You mean Edawrd posted his R wallichii stopped growing and stunted when he added high Mg to 10ppm.

I tried this with the same plant, I found no such effect at 15ppm Mg.
Perhaps he had some other confounding effect he over looked?
Can he confidently rule this out?
No.
I couldn't.
It would still be in doubt in my mind.
He made a hypothese, I tested it and did not find it to hold true.
I'm not saying what stunted his plants, I am saying what did not.
That I do have much more confidence in than mere speculating the cause.........

My tap water in SB was a GH of 24 and had a Mg range of 12-20ppm.
I had no issues with many plants.
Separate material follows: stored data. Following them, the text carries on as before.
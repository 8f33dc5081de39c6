//! Domain types for template resolution.
//!
//! These are pure data types with no I/O. The upstream matcher produces
//! [`TemplateMatch`] values; the resolver only sees them through the
//! [`Candidate`] trait.

mod candidate;
mod matching;
mod template;

pub use candidate::Candidate;
pub use matching::{MatchDisposition, MatchField, MatchKind, TemplateMatch};
pub use template::TemplateInfo;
I had more issues with CO2 namely.

But I could not discount other possible issues, so I had R wallichii when he posted it, added MgSO4.7H2O to get 15ppm, a good deal higher than the 10ppm suggested, the R wallichii still grew nicely.
At the time I had near RO like Tap, GH 1 and KH about 2.

I've seen the plant specifically stunt like the picture, and it was CO2.
But it might be something else and one thing causing another in his tank.
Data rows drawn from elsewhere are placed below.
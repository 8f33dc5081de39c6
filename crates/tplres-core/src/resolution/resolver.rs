//! The memoizing template resolver.

use once_cell::sync::OnceCell;

use crate::domain::Candidate;
use crate::utils::text::count_distinct_ignore_case;

use super::group::{GroupSlot, TemplateGroup, partition};
use super::help::detailed_help_indices;
use super::verdict::{GroupResolution, GroupResolutionStatus, Resolution, ResolutionStatus};

/// Decides which template, if any, to invoke for one resolution attempt.
///
/// Construct one resolver per attempt. Groups, verdicts and the detailed-help
/// selection are computed on first access and cached; later reads return the
/// cached values. The resolver is `Sync` whenever `C` is, and concurrent
/// first reads agree on a single cached value.
///
/// # Example
///
/// ```rust
/// use tplres_core::{MatchField, MatchKind, ResolutionStatus, TemplateInfo, TemplateMatch, TemplateResolver};
///
/// let console = TemplateMatch::new(TemplateInfo::new("Acme.Console.CSharp", "Acme.Console"))
///     .with(MatchField::ShortName, MatchKind::Exact);
///
/// let resolver = TemplateResolver::new(vec![console], None);
/// assert_eq!(resolver.status(), ResolutionStatus::SingleMatch);
/// assert_eq!(resolver.template_to_invoke().unwrap().template.identity, "Acme.Console.CSharp");
/// ```
#[derive(Debug)]
pub struct TemplateResolver<C> {
    candidates: Vec<C>,
    user_language: Option<String>,
    groups: OnceCell<Vec<GroupSlot>>,
    group_resolution: OnceCell<GroupResolution<usize>>,
    resolution: OnceCell<Resolution<usize>>,
    detailed_help: OnceCell<Vec<usize>>,
}

impl<C: Candidate> TemplateResolver<C> {
    /// Create a resolver over pre-matched candidates.
    ///
    /// `user_language` is the language the user asked for explicitly, if
    /// any. When present, the default language is never used to break ties.
    pub fn new(candidates: Vec<C>, user_language: Option<String>) -> Self {
        Self {
            candidates,
            user_language,
            groups: OnceCell::new(),
            group_resolution: OnceCell::new(),
            resolution: OnceCell::new(),
            detailed_help: OnceCell::new(),
        }
    }

    /// All candidates, in input order.
    pub fn candidates(&self) -> &[C] {
        &self.candidates
    }

    pub fn user_language(&self) -> Option<&str> {
        self.user_language.as_deref()
    }

    pub const fn has_user_language(&self) -> bool {
        self.user_language.is_some()
    }

    /// Candidates partitioned into template groups.
    pub fn groups(&self) -> impl ExactSizeIterator<Item = TemplateGroup<'_, C>> {
        self.group_slots()
            .iter()
            .map(|slot| TemplateGroup::new(&self.candidates, slot))
    }

    /// The group verdict, with the selected group on success.
    pub fn group_resolution(&self) -> GroupResolution<TemplateGroup<'_, C>> {
        self.resolved_group().map(|index| self.group_at(index))
    }

    pub fn group_status(&self) -> GroupResolutionStatus {
        self.resolved_group().status()
    }

    /// The selected group, if group resolution found exactly one.
    pub fn unambiguous_group(&self) -> Option<TemplateGroup<'_, C>> {
        self.group_resolution().single()
    }

    /// The invocation verdict, with the chosen template on success.
    pub fn resolution(&self) -> Resolution<&C> {
        self.resolved_template().map(|index| &self.candidates[index])
    }

    pub fn status(&self) -> ResolutionStatus {
        self.resolved_template().status()
    }

    /// The template to invoke; present exactly when the status is
    /// [`ResolutionStatus::SingleMatch`].
    pub fn template_to_invoke(&self) -> Option<&C> {
        self.resolution().single()
    }

    /// Templates to describe when the user asks for detailed help.
    pub fn templates_for_detailed_help(&self) -> Vec<&C> {
        self.detailed_help
            .get_or_init(|| self.evaluate_detailed_help())
            .iter()
            .map(|&index| &self.candidates[index])
            .collect()
    }

    fn group_slots(&self) -> &[GroupSlot] {
        self.groups.get_or_init(|| {
            let groups = partition(&self.candidates);
            tracing::debug!(
                candidates = self.candidates.len(),
                groups = groups.len(),
                "Partitioned candidates into template groups"
            );
            groups
        })
    }

    fn group_at(&self, index: usize) -> TemplateGroup<'_, C> {
        TemplateGroup::new(&self.candidates, &self.group_slots()[index])
    }

    fn resolved_group(&self) -> GroupResolution<usize> {
        *self
            .group_resolution
            .get_or_init(|| self.evaluate_group_resolution())
    }

    fn resolved_template(&self) -> Resolution<usize> {
        *self.resolution.get_or_init(|| self.evaluate_resolution())
    }

    fn evaluate_group_resolution(&self) -> GroupResolution<usize> {
        let groups = self.group_slots();
        let verdict = match groups.len() {
            0 => GroupResolution::NoMatch,
            1 => GroupResolution::SingleMatch(0),
            _ if self.has_user_language() => GroupResolution::Ambiguous,
            _ => {
                // The default language only decides when exactly one group has it.
                let mut preferred = (0..groups.len())
                    .filter(|&index| self.group_at(index).has_default_language_match());
                match (preferred.next(), preferred.next()) {
                    (Some(index), None) => GroupResolution::SingleMatch(index),
                    _ => GroupResolution::Ambiguous,
                }
            }
        };

        tracing::debug!(
            groups = groups.len(),
            user_language = self.user_language(),
            verdict = %verdict.status(),
            "Resolved template group"
        );
        verdict
    }

    fn evaluate_resolution(&self) -> Resolution<usize> {
        let group = match self.resolved_group() {
            GroupResolution::NoMatch => return Resolution::NoMatch,
            GroupResolution::Ambiguous => return Resolution::AmbiguousTemplateGroupChoice,
            GroupResolution::SingleMatch(index) => self.group_at(index),
        };

        let verdict = match group.invokable_indices().as_slice() {
            [] => Resolution::InvalidParameter,
            [only] => Resolution::SingleMatch(*only),
            _ => {
                let top = group.highest_precedence_indices(!self.has_user_language());
                match top.as_slice() {
                    [only] => Resolution::SingleMatch(*only),
                    _ => {
                        let languages = count_distinct_ignore_case(
                            top.iter().map(|&index| self.candidates[index].language()),
                        );
                        if languages > 1 {
                            Resolution::AmbiguousLanguageChoice
                        } else {
                            Resolution::AmbiguousTemplateChoice
                        }
                    }
                }
            }
        };

        tracing::debug!(
            group = group.identity(),
            templates = group.len(),
            verdict = %verdict.status(),
            "Resolved template to invoke"
        );
        verdict
    }

    fn evaluate_detailed_help(&self) -> Vec<usize> {
        let Some(index) = self.resolved_group().single() else {
            return Vec::new();
        };
        let group = self.group_at(index);
        detailed_help_indices(&self.candidates, &group, self.has_user_language())
    }
}

#[cfg(test)]
mod tests {
    use super::*;
    use crate::domain::{MatchField, MatchKind, TemplateInfo, TemplateMatch};

    fn invokable(identity: &str, group: &str, language: &str, precedence: i32) -> TemplateMatch {
        TemplateMatch::new(
            TemplateInfo::new(identity, group)
                .with_language(language)
                .with_precedence(precedence),
        )
        .with(MatchField::ShortName, MatchKind::Exact)
    }

    #[test]
    fn test_empty_input_is_no_match() {
        let resolver = TemplateResolver::<TemplateMatch>::new(Vec::new(), None);

        assert_eq!(resolver.group_status(), GroupResolutionStatus::NoMatch);
        assert_eq!(resolver.status(), ResolutionStatus::NoMatch);
        assert!(resolver.template_to_invoke().is_none());
        assert!(resolver.templates_for_detailed_help().is_empty());
    }

    #[test]
    fn test_higher_precedence_wins() {
        let resolver = TemplateResolver::new(
            vec![
                invokable("console.7", "console", "C#", 7),
                invokable("console.8", "console", "C#", 8),
            ],
            None,
        );

        assert_eq!(resolver.status(), ResolutionStatus::SingleMatch);
        assert_eq!(resolver.template_to_invoke().unwrap().identity(), "console.8");
    }

    #[test]
    fn test_user_language_disables_default_language_tie_break() {
        let cs = invokable("console.cs", "console", "C#", 1)
            .with(MatchField::Language, MatchKind::Exact)
            .with(MatchField::DefaultLanguage, MatchKind::Exact);
        let other = invokable("console.cs.alt", "console", "C#", 1)
            .with(MatchField::Language, MatchKind::Exact);

        let resolver = TemplateResolver::new(vec![cs, other], Some("C#".to_string()));

        assert_eq!(resolver.status(), ResolutionStatus::AmbiguousTemplateChoice);
    }

    #[test]
    fn test_ambiguous_groups_with_user_language() {
        let a = invokable("a", "console", "C#", 1).with(MatchField::DefaultLanguage, MatchKind::Exact);
        let b = invokable("b", "web", "C#", 1);

        let resolver = TemplateResolver::new(vec![a, b], Some("C#".to_string()));

        assert_eq!(resolver.group_status(), GroupResolutionStatus::Ambiguous);
        assert_eq!(
            resolver.status(),
            ResolutionStatus::AmbiguousTemplateGroupChoice
        );
        assert!(resolver.unambiguous_group().is_none());
    }

    #[test]
    fn test_two_default_language_groups_stay_ambiguous() {
        let a = invokable("a", "console", "C#", 1).with(MatchField::DefaultLanguage, MatchKind::Exact);
        let b = invokable("b", "web", "C#", 1).with(MatchField::DefaultLanguage, MatchKind::Exact);

        let resolver = TemplateResolver::new(vec![a, b], None);

        assert_eq!(resolver.group_status(), GroupResolutionStatus::Ambiguous);
    }

    #[test]
    fn test_language_comparison_ignores_case() {
        let resolver = TemplateResolver::new(
            vec![
                invokable("a", "console", "c#", 1),
                invokable("b", "console", "C#", 1),
            ],
            None,
        );

        assert_eq!(resolver.status(), ResolutionStatus::AmbiguousTemplateChoice);
    }

    #[test]
    fn test_detailed_help_prefers_default_language() {
        let cs = invokable("cs", "console", "C#", 1).with(MatchField::DefaultLanguage, MatchKind::Exact);
        let fs = invokable("fs", "console", "F#", 1);

        let resolver = TemplateResolver::new(vec![cs, fs], None);
        let shown: Vec<&str> = resolver
            .templates_for_detailed_help()
            .into_iter()
            .map(Candidate::identity)
            .collect();

        assert_eq!(shown, vec!["cs"]);
    }

    #[test]
    fn test_detailed_help_without_language_preference() {
        let resolver = TemplateResolver::new(
            vec![
                invokable("cs", "console", "C#", 1),
                invokable("fs", "console", "F#", 1),
            ],
            None,
        );
        assert!(resolver.templates_for_detailed_help().is_empty());

        let resolver = TemplateResolver::new(
            vec![
                invokable("cs.7", "console", "C#", 1),
                invokable("cs.8", "console", "", 2),
            ],
            None,
        );
        assert_eq!(resolver.templates_for_detailed_help().len(), 2);
    }

    #[test]
    fn test_detailed_help_requires_invokable_templates() {
        let partial = TemplateMatch::new(TemplateInfo::new("cs", "console"))
            .with(MatchField::Name, MatchKind::Partial);

        let resolver = TemplateResolver::new(vec![partial], None);

        assert_eq!(resolver.status(), ResolutionStatus::InvalidParameter);
        assert!(resolver.templates_for_detailed_help().is_empty());
    }

    #[test]
    fn test_resolver_over_borrowed_candidates() {
        let owned = vec![invokable("cs", "console", "C#", 1)];
        let resolver = TemplateResolver::new(owned.iter().collect(), None);

        assert_eq!(resolver.template_to_invoke().map(|c| c.identity()), Some("cs"));
    }
}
Maybe he should switch to EI?

Regarding ratios of Mg and Ca.
Nothing in the argiculture field suggest this is critical nor in aquatic systems as long as you do not get too far out there and have things become limiting.

My bet is you have issues with the CO2 and with the high KH.
Edward likes RO water and adds basically just enough, and seldom explores the upper ranges, believing them to inherent toxic, bad.
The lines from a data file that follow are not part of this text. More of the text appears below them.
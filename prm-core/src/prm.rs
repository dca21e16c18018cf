//! The roadmap planner: construction, queries, and reset.
//!
//! Provides the [`Prm`] entry point, which owns the roadmap graph, the
//! connectivity tracker, and the injected collaborators.

use tracing::{debug, info, instrument, warn};

use crate::{
    Result,
    builder::{PrmParams, SearchStrategy},
    collaborators::{Metric, NearestNeighbours, Sampler, Verifier},
    configuration::Configuration,
    connectivity::DisjointSet,
    error::{CollaboratorError, PrmError},
    insert::Connector,
    query::{QueryOutcome, QueryReport, endpoints_connected},
    roadmap::{RoadmapGraph, VertexId, VertexKind},
    search::{MetricHeuristic, SearchOutcome, ZeroHeuristic, best_first, reconstruct_path},
};

/// Summary of one call to [`Prm::construct`] or [`Prm::construct_while`].
#[derive(Clone, Copy, Debug, Default, Eq, PartialEq)]
pub struct ConstructionReport {
    /// Sampling attempts made, including rejected samples.
    pub attempts: usize,
    /// Samples accepted as roadmap vertices.
    pub inserted: usize,
    /// Edges created while connecting the new vertices.
    pub edges_added: usize,
}

/// Probabilistic roadmap planner.
///
/// Grows a roadmap of feasible configurations with [`Prm::construct`] and
/// answers start/goal queries against it with [`Prm::solve`].
///
/// # Examples
/// ```
/// use prm_core::{
///     Configuration, EuclideanMetric, LinearNearestNeighbours, PrmBuilder,
///     SequentialVerifier, UniformSampler,
/// };
///
/// let sampler = UniformSampler::new(Configuration::from([0.0]), Configuration::from([1.0]), 7)?;
/// let verifier = SequentialVerifier::new(|_: &Configuration| true, EuclideanMetric, 0.05)?;
/// let mut prm = PrmBuilder::new().build(
///     sampler,
///     verifier,
///     EuclideanMetric,
///     LinearNearestNeighbours::new(EuclideanMetric),
/// )?;
///
/// let report = prm.construct(20)?;
/// assert_eq!(report.inserted, 20);
/// assert!(prm.solve(&Configuration::from([0.1]), &Configuration::from([0.9]))?);
/// let path = prm.path()?;
/// assert_eq!(path.first(), Some(&Configuration::from([0.1])));
/// assert_eq!(path.last(), Some(&Configuration::from([0.9])));
/// # Ok::<(), Box<dyn std::error::Error>>(())
/// ```
pub struct Prm<S, V, M, N> {
    params: PrmParams,
    sampler: S,
    verifier: V,
    metric: M,
    nearest: N,
    graph: RoadmapGraph,
    components: DisjointSet,
    path: Option<Vec<Configuration>>,
    last_query: Option<QueryReport>,
    /// Retracted vertices the index refused to drop. Their slots stay
    /// reserved until the index lets go of them.
    stale: Vec<VertexId>,
}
I'm more practical and willing to try odd things that most folks experience and run into. Many are not willign to buy test kits,RO etc, I know, I tried to ask folks to do it in the past.
See SFBAAPS for an old reference article.

There's more to aquatic plants than mere nutrients alone.
I also have had a lot of experience moving and dealing with a wide array of taps and tend to be somewhat anti RO for all my water needs, having seen and dealt with such issues rather than giving up and going all RO and instisting others buy test kits, calibrate, micromanage, must use RO water for the tank etc.

Rather than accepting weak inductive reasoning(I observed this, it must be true for all cases), seeing if the hypothese is false or true (actually testing and trying to refrute the hypothese) and stands up to further test allows you to make a much better judgement and tentative belief of what is occuring.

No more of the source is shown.